The introduction of Parish Profiles was the subject of an article in our July Newsletter in which we quoted the words of Council Leader Cllr Brazil, speaking to his fellow members of the Council’s executive:
I would challenge anyone who lives in the South Hams to find anywhere in the South Hams where there’s not a housing need. And so why are we spending a lot of time and money doing these housing needs surveys when all they do is confirm what we know already?
Instead, he argued, a Parish Profile was all that was required to demonstrate a housing need, offering Devon Home Choice data from the Parish Profile for Salcombe in support:
Average bids for a two-bedroom house in Salcombe, average bids 45, I think that shows a housing need in that area. I don’t think you need to go out and ask people if there’s a housing need, that says it.
He also confirmed that, when determining planning applications, Parish Profiles are to be considered a material consideration.
Consequently we were concerned developers were being invited to use Parish Profiles to support their applications. Even within the protected landscape, where development might not otherwise be possible, proposals could now be brought forward in which as few as 30% of the properties to be built need be classified as ‘affordable’, while the remainder could be overlarge and overpriced ‘executive homes’ and, when backed by Parish Profiles, such applications could be hard to refuse.
There is no doubt that in many parts of the South Hams there is a very real need for genuinely affordable housing. But before allowing Parish Profiles to become a trojan horse facilitating yet more inappropriate and unnecessary development, the Joint Local Plan should first be amended.
And finally we suggested, Devon Home Choice data alone would fail to provide an adequate alternative to many housing needs surveys. Nor, we added, could we claim with any confidence that much of the other information published in Parish Profiles was necessarily to be relied upon. Yet despite our submitting a request to discover the various data sources used to compile the Profiles, the promised response was not received by the time we went to press.
Were that information to eventually arrive, we promised, an update would be published on our website. The answers are as follows.
The average property purchase price is taken from Land Registry data, while the rental prices quoted are sourced from Rightmove. However in neither instance do the Profiles quote the number of transactions involved. In Staverton, for example, it transpired that the average house price was based on a single transaction and, where rental properties are concerned, the Council themselves accept:
This can be tricky in some areas as there are so few properties to rent and this is just a snapshot in time.
Nor, the Council acknowledge, have they any way of telling whether the private rental sector has been able to meet demand.
Similarly the number of second homes, holiday lets and AirBnBs has been taken from Council Tax records, with the Council admitting:
We are unable to provide definite numbers of second homes in each Parish.

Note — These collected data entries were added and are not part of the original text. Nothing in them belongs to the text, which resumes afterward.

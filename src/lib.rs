//! imageforge build pipeline library.
//!
//! Builds release artifacts for multiple CPU architectures from one source
//! tree, assembles minimal runtime images by staging only the shared
//! libraries a cross-compiled binary needs, derives tags from git state,
//! and publishes per-architecture and multi-architecture references.

pub mod build;
pub mod docker;
pub mod preflight;
pub mod process;
pub mod publish;
pub mod registry;
pub mod report;
pub mod vcs;
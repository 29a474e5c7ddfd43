//! Runtime composer: minimal per-platform runtime base image.

use anyhow::{Context, Result};
use std::path::Path;

use crate::docker::{Docker, ImageBuild};
use crate::registry::PlatformSpec;

use super::runtime_image;

/// Build the runtime base image from the platform's runtime dockerfile.
///
/// For cross builds the resolved toolchain tuple is passed through, so the
/// runtime knows the `libs/{tuple}/` staging layout to install from.
pub fn build(
    docker: &Docker,
    docker_dir: &Path,
    platform: &PlatformSpec,
    tuple: Option<&str>,
    staging: &Path,
) -> Result<()> {
    let tag = runtime_image(platform.triple);

    let mut image = ImageBuild::new(docker_dir.join(platform.runtime), tag, staging)
        .platform(platform.platform);
    if let Some(tuple) = tuple {
        image = image.build_arg("TUPLE", tuple);
    }

    docker
        .build(&image)
        .with_context(|| format!("runtime image failed for {}", platform.triple))
}
//! Artifact stage: compile one app's platform/mode artifact inside a
//! container, with a run-scoped cache preventing duplicate compiles.

use anyhow::{Context, Result};

use crate::docker::ImageBuild;
use crate::registry::{BuilderKind, BuildMode, PlatformSpec};

use super::{artifact_image, builder_image, cache_id, ArtifactCache, BuildContext};

/// Build (or reuse) the artifact image for (platform, mode, tag).
///
/// Returns the artifact image name. When the identity is already in the
/// run-scoped cache the compile step is skipped entirely; this happens when
/// several apps share one platform/mode/tag.
pub fn build(
    ctx: &BuildContext,
    platform: &PlatformSpec,
    mode: BuildMode,
    tag: &str,
    cache: &mut ArtifactCache,
) -> Result<String> {
    let image = artifact_image(tag, platform.triple);

    if cache.contains(&image) {
        println!("[SKIP] Artifact {} already built this run", image);
        return Ok(image);
    }

    let dockerfile = ctx.docker_dir.join(format!("Dockerfile.build.{}", mode));

    let mut compile = ImageBuild::new(dockerfile, image.as_str(), ctx.project_root)
        .build_arg("BUILDER_IMAGE", builder_image(platform.triple))
        .build_arg("BUILD_CACHE_ID", cache_id(mode, platform.triple))
        .build_arg("GIT_COMMIT_HASH", ctx.provenance.commit.as_str())
        .build_arg("GIT_BRANCH", ctx.provenance.branch.as_str())
        .build_arg("GIT_DIRTY", if ctx.provenance.dirty { "1" } else { "0" });

    // Cross artifact builds run a host-arch image containing the cross
    // compiler; only native builds are pinned to the target platform.
    match &platform.builder {
        BuilderKind::Native { .. } => {
            compile = compile.platform(platform.platform);
        }
        BuilderKind::Cross { toolchain_file, .. } => {
            compile = compile.build_arg("TOOLCHAIN_FILE", *toolchain_file);
        }
    }

    if let Some(extra) = platform.extra_build_args {
        compile = compile.build_arg("EXTRA_BUILD_ARGS", extra);
    }

    ctx.docker
        .build(&compile)
        .with_context(|| format!("artifact build failed for {} ({})", platform.triple, mode))?;

    cache.mark_built(&image);
    Ok(image)
}
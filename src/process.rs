//! Thin builder around `std::process::Command`.
//!
//! Every external tool invocation in the pipeline goes through [`Cmd`], so
//! failure reporting is uniform: a non-zero exit becomes an error carrying
//! the full command line (and a custom message when one was attached).

use anyhow::{bail, Context, Result};
use std::path::Path;
use std::process::{Command, Stdio};

/// Builder for a single external command invocation.
pub struct Cmd {
    program: String,
    args: Vec<String>,
    allow_fail: bool,
    error_msg: Option<String>,
}

/// Captured output of a finished command.
#[derive(Debug)]
pub struct CmdOutput {
    pub status: i32,
    pub stdout: String,
    pub stderr: String,
}

impl CmdOutput {
    pub fn success(&self) -> bool {
        self.status == 0
    }

    /// Stdout with surrounding whitespace trimmed.
    pub fn stdout_trimmed(&self) -> String {
        self.stdout.trim().to_string()
    }
}

impl Cmd {
    pub fn new(program: impl Into<String>) -> Self {
        Self {
            program: program.into(),
            args: Vec::new(),
            allow_fail: false,
            error_msg: None,
        }
    }

    pub fn arg(mut self, arg: impl Into<String>) -> Self {
        self.args.push(arg.into());
        self
    }

    pub fn args<I, S>(mut self, args: I) -> Self
    where
        I: IntoIterator<Item = S>,
        S: Into<String>,
    {
        self.args.extend(args.into_iter().map(Into::into));
        self
    }

    pub fn arg_path(mut self, path: impl AsRef<Path>) -> Self {
        self.args.push(path.as_ref().display().to_string());
        self
    }

    /// A non-zero exit is not an error; the caller inspects the output.
    pub fn allow_fail(mut self) -> Self {
        self.allow_fail = true;
        self
    }

    /// Message to use instead of the generic one when the command fails.
    pub fn error_msg(mut self, msg: impl Into<String>) -> Self {
        self.error_msg = Some(msg.into());
        self
    }

    fn command_line(&self) -> String {
        let mut line = self.program.clone();
        for arg in &self.args {
            line.push(' ');
            line.push_str(arg);
        }
        line
    }

    /// Run with captured stdout/stderr.
    pub fn run(self) -> Result<CmdOutput> {
        let output = Command::new(&self.program)
            .args(&self.args)
            .stdin(Stdio::null())
            .output()
            .with_context(|| format!("failed to spawn: {}", self.command_line()))?;

        let result = CmdOutput {
            status: output.status.code().unwrap_or(-1),
            stdout: String::from_utf8_lossy(&output.stdout).into_owned(),
            stderr: String::from_utf8_lossy(&output.stderr).into_owned(),
        };

        if !result.success() && !self.allow_fail {
            let line = self.command_line();
            let detail = result.stderr.trim();
            match self.error_msg {
                Some(msg) if detail.is_empty() => bail!("{}", msg),
                Some(msg) => bail!("{}\n{}", msg, detail),
                None if detail.is_empty() => {
                    bail!("command failed ({}): {}", result.status, line)
                }
                None => bail!("command failed ({}): {}\n{}", result.status, line, detail),
            }
        }

        Ok(result)
    }

    /// Run with stdout/stderr inherited from the parent.
    ///
    /// Used for long-running backend builds where the user wants to watch
    /// progress; nothing is captured.
    pub fn run_streamed(self) -> Result<()> {
        println!("Running: {}", self.command_line());

        let status = Command::new(&self.program)
            .args(&self.args)
            .status()
            .with_context(|| format!("failed to spawn: {}", self.command_line()))?;

        if !status.success() && !self.allow_fail {
            let line = self.command_line();
            match self.error_msg {
                Some(msg) => bail!("{}", msg),
                None => bail!("command failed ({}): {}", status.code().unwrap_or(-1), line),
            }
        }

        Ok(())
    }
}

/// Check whether a tool is available on PATH.
pub fn exists(tool: &str) -> bool {
    Command::new(tool)
        .arg("--version")
        .stdin(Stdio::null())
        .stdout(Stdio::null())
        .stderr(Stdio::null())
        .status()
        .is_ok()
}

#[cfg(test)]
mod tests {
    use super::*;

    #[test]
    fn test_run_captures_stdout() {
        let out = Cmd::new("echo").arg("hello").run().unwrap();
        assert!(out.success());
        assert_eq!(out.stdout_trimmed(), "hello");
    }

    #[test]
    fn test_run_fails_on_nonzero() {
        let result = Cmd::new("false").run();
        assert!(result.is_err());
    }

    #[test]
    fn test_allow_fail_suppresses_error() {
        let out = Cmd::new("false").allow_fail().run().unwrap();
        assert!(!out.success());
    }

    #[test]
    fn test_error_msg_used() {
        let err = Cmd::new("false").error_msg("custom failure").run().unwrap_err();
        assert!(err.to_string().contains("custom failure"));
    }

    #[test]
    fn test_exists() {
        assert!(exists("ls"));
        assert!(!exists("definitely_not_a_real_command_12345"));
    }
}
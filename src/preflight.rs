//! Host tool validation before the pipeline starts.

use anyhow::{bail, Result};

use crate::process::exists;

/// Check that the container backend is available.
///
/// Everything else the pipeline needs (readelf, find, the compilers) lives
/// inside the builder images, so docker is the only hard host requirement.
pub fn check_docker() -> Result<()> {
    if !exists("docker") {
        bail!(
            "docker not found on PATH.\n\
             Install Docker (with buildx for --multiarch) before building."
        );
    }
    Ok(())
}
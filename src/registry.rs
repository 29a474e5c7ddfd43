//! Platform and app registries.
//!
//! Immutable configuration for every supported target platform and every
//! buildable application. Both registries are constructed once at process
//! start and threaded through the pipeline; nothing mutates them afterwards.
//!
//! A platform either builds natively (its builder image runs on the target
//! architecture) or cross-compiles (its builder image carries a crosstool
//! toolchain with a sysroot). [`PlatformSpec::new`] rejects configurations
//! that declare both or neither, before any image build runs.

use anyhow::{bail, Result};

/// How a platform produces its builder image.
#[derive(Debug, Clone, PartialEq, Eq)]
pub enum BuilderKind {
    /// Native build: the builder dockerfile runs under the target platform.
    Native {
        /// Builder dockerfile, relative to the docker directory.
        dockerfile: &'static str,
    },
    /// Cross build: a crosstool config produces the toolchain image.
    Cross {
        /// Crosstool config path, relative to the docker directory.
        config: &'static str,
        /// CMake toolchain file path inside the builder image.
        toolchain_file: &'static str,
    },
}

/// One target platform the pipeline can build for.
#[derive(Debug, Clone)]
pub struct PlatformSpec {
    /// Target triple, e.g. `aarch64-unknown-linux-gnu`. Also the registry key.
    pub triple: &'static str,
    /// Container platform identifier, e.g. `linux/arm64`.
    pub platform: &'static str,
    pub builder: BuilderKind,
    /// Runtime dockerfile, relative to the docker directory.
    pub runtime: &'static str,
    /// Extra flags forwarded into the artifact build, e.g. feature toggles.
    pub extra_build_args: Option<&'static str>,
}

impl PlatformSpec {
    /// Construct a platform spec, enforcing that exactly one of the
    /// native/cross paths is declared.
    pub fn new(
        triple: &'static str,
        platform: &'static str,
        native_dockerfile: Option<&'static str>,
        cross: Option<(&'static str, &'static str)>,
        runtime: &'static str,
        extra_build_args: Option<&'static str>,
    ) -> Result<Self> {
        let builder = match (native_dockerfile, cross) {
            (Some(_), Some(_)) => bail!(
                "platform '{}' declares both a native builder and a cross toolchain; \
                 use one or the other",
                triple
            ),
            (None, None) => bail!(
                "platform '{}' declares neither a native builder nor a cross toolchain",
                triple
            ),
            (Some(dockerfile), None) => BuilderKind::Native { dockerfile },
            (None, Some((config, toolchain_file))) => BuilderKind::Cross {
                config,
                toolchain_file,
            },
        };

        Ok(Self {
            triple,
            platform,
            builder,
            runtime,
            extra_build_args,
        })
    }

    pub fn is_cross(&self) -> bool {
        matches!(self.builder, BuilderKind::Cross { .. })
    }
}

/// One application buildable from the source tree.
#[derive(Debug, Clone)]
pub struct AppSpec {
    pub name: &'static str,
    /// Release dockerfile for this app (entry point configuration).
    pub dockerfile: &'static str,
    /// Name of the compiled binary inside the artifacts directory.
    pub target: &'static str,
}

/// Build mode for the compiled artifacts.
#[derive(Debug, Clone, Copy, PartialEq, Eq, Hash)]
pub enum BuildMode {
    Debug,
    Release,
}

impl BuildMode {
    pub const ALL: &'static [BuildMode] = &[BuildMode::Debug, BuildMode::Release];

    pub fn as_str(&self) -> &'static str {
        match self {
            BuildMode::Debug => "debug",
            BuildMode::Release => "release",
        }
    }

    pub fn parse(s: &str) -> Option<BuildMode> {
        match s {
            "debug" => Some(BuildMode::Debug),
            "release" => Some(BuildMode::Release),
            _ => None,
        }
    }
}

impl std::fmt::Display for BuildMode {
    fn fmt(&self, f: &mut std::fmt::Formatter<'_>) -> std::fmt::Result {
        write!(f, "{}", self.as_str())
    }
}

/// All supported platforms.
pub fn default_platforms() -> Result<Vec<PlatformSpec>> {
    Ok(vec![
        PlatformSpec::new(
            "x86_64-unknown-linux-gnu",
            "linux/amd64",
            Some("linux/amd64/native.builder"),
            None,
            "linux/amd64/base.runtime",
            None,
        )?,
        PlatformSpec::new(
            "aarch64-unknown-linux-gnu",
            "linux/arm64",
            None,
            Some((
                "linux/arm64/aarch64-unknown-linux-gnu.config",
                "/src/docker/linux/arm64/aarch64-unknown-linux-gnu.toolchain.cmake",
            )),
            "linux/arm64/base.runtime",
            None,
        )?,
        PlatformSpec::new(
            "armv8-rpi3-linux-gnueabihf",
            "linux/arm/v7",
            None,
            Some((
                "linux/arm-v7/armv8-rpi3-linux-gnueabihf.config",
                "/src/docker/linux/arm-v7/armv8-rpi3-linux-gnueabihf.toolchain.cmake",
            )),
            "linux/arm-v7/rpi3.runtime",
            Some("-DUSE_ASAN=OFF -DENABLE_BASELINE_RECORDING=ON"),
        )?,
        PlatformSpec::new(
            "armv6-unknown-linux-gnueabihf",
            "linux/arm/v6",
            None,
            Some((
                "linux/arm-v6/armv6-unknown-linux-gnueabihf.config",
                "/src/docker/linux/arm-v6/armv6-unknown-linux-gnueabihf.toolchain.cmake",
            )),
            "linux/arm-v6/base.runtime",
            None,
        )?,
    ])
}

/// All buildable apps.
pub fn default_apps() -> Vec<AppSpec> {
    vec![
        AppSpec {
            name: "client",
            dockerfile: "Dockerfile.release.client",
            target: "forge-client",
        },
        AppSpec {
            name: "relay",
            dockerfile: "Dockerfile.release.relay",
            target: "forge-relay",
        },
    ]
}

/// Look up a platform by triple.
pub fn find_platform<'a>(platforms: &'a [PlatformSpec], triple: &str) -> Result<&'a PlatformSpec> {
    platforms
        .iter()
        .find(|p| p.triple == triple)
        .ok_or_else(|| {
            anyhow::anyhow!(
                "unknown platform '{}' (known: {})",
                triple,
                platforms
                    .iter()
                    .map(|p| p.triple)
                    .collect::<Vec<_>>()
                    .join(", ")
            )
        })
}

/// Look up an app by name.
pub fn find_app<'a>(apps: &'a [AppSpec], name: &str) -> Result<&'a AppSpec> {
    apps.iter().find(|a| a.name == name).ok_or_else(|| {
        anyhow::anyhow!(
            "unknown app '{}' (known: {})",
            name,
            apps.iter().map(|a| a.name).collect::<Vec<_>>().join(", ")
        )
    })
}

#[cfg(test)]
mod tests {
    use super::*;

    #[test]
    fn test_both_builder_paths_rejected() {
        let result = PlatformSpec::new(
            "test-triple",
            "linux/amd64",
            Some("builder.dockerfile"),
            Some(("cross.config", "/toolchain.cmake")),
            "base.runtime",
            None,
        );
        assert!(result.is_err());
        assert!(result.unwrap_err().to_string().contains("both"));
    }

    #[test]
    fn test_neither_builder_path_rejected() {
        let result =
            PlatformSpec::new("test-triple", "linux/amd64", None, None, "base.runtime", None);
        assert!(result.is_err());
        assert!(result.unwrap_err().to_string().contains("neither"));
    }

    #[test]
    fn test_native_platform() {
        let spec = PlatformSpec::new(
            "test-triple",
            "linux/amd64",
            Some("builder.dockerfile"),
            None,
            "base.runtime",
            None,
        )
        .unwrap();
        assert!(!spec.is_cross());
    }

    #[test]
    fn test_cross_platform() {
        let spec = PlatformSpec::new(
            "test-triple",
            "linux/arm64",
            None,
            Some(("cross.config", "/toolchain.cmake")),
            "base.runtime",
            None,
        )
        .unwrap();
        assert!(spec.is_cross());
    }

    #[test]
    fn test_default_registries_valid() {
        let platforms = default_platforms().unwrap();
        assert!(!platforms.is_empty());
        // Exactly one native platform in the default set.
        assert_eq!(platforms.iter().filter(|p| !p.is_cross()).count(), 1);

        let apps = default_apps();
        assert!(!apps.is_empty());
    }

    #[test]
    fn test_find_platform() {
        let platforms = default_platforms().unwrap();
        assert!(find_platform(&platforms, "aarch64-unknown-linux-gnu").is_ok());

        let err = find_platform(&platforms, "mips-unknown-linux-gnu").unwrap_err();
        assert!(err.to_string().contains("unknown platform"));
    }

    #[test]
    fn test_find_app() {
        let apps = default_apps();
        assert!(find_app(&apps, "client").is_ok());
        assert!(find_app(&apps, "nonexistent").is_err());
    }

    #[test]
    fn test_build_mode_parse() {
        assert_eq!(BuildMode::parse("debug"), Some(BuildMode::Debug));
        assert_eq!(BuildMode::parse("release"), Some(BuildMode::Release));
        assert_eq!(BuildMode::parse("all"), None);
    }
}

Council Tax is based on a persons sole or main residence and if the property is no ones sole or main residence, it is charged as an unoccupied property (with different rules and amounts based on furnished or unfurnished). Reason for it being unoccupied and furnished is irrelevant to Council Tax, but it should be Business Rated if a Holiday Let (or AirB&B) that is both available for short term let for at least 140 days in the previous year and actually commercially let for 70 of those days. A property being Business Rated is based on that factual information and not the choice of the Council or the Taxpayer.
In other words, the number of second homes is again not necessarily to be relied upon, and the accuracy of the number of holiday lets and AirBnBs is dependent on their owners ensuring their properties are Business Rated.
As for the number of bedrooms per property and the occupancy ratings for bedrooms, both are derived from the most recent Census undertaken in 2021. This means that information, along with all the other information taken from the Census, is already three years out of date and will not now be updated until 2031.
Separately, although in Salcombe the number of pupils attending the primary school are said to be ‘around the level of the school’s capacity’, the Council are unable to say whether the school would be physically capable of expansion were it necessary to accommodate more.
Insufficient information is also provided by the Parish Profile as to the sustainability of further development in the area. For example no attempt has been made to establish whether the sewage treatment works still has capacity, whether there are any employment opportunities in the immediate locality, whether there is an NHS dentist accepting new patients, how long it can take on average to get to see a GP, the availability of public transport, or local levels of air pollution and traffic congestion.
Without addressing such issues the value of Parish Profiles remains far from certain. Fortunately the Council’s Executive Lead for Housing has agreed to come and discuss both Parish Profiles and the South Hams Housing Offer on 26 September at the first of this autumn’s Crabshell Conversations.
We have every confidence she will be able to put our concerns to rest.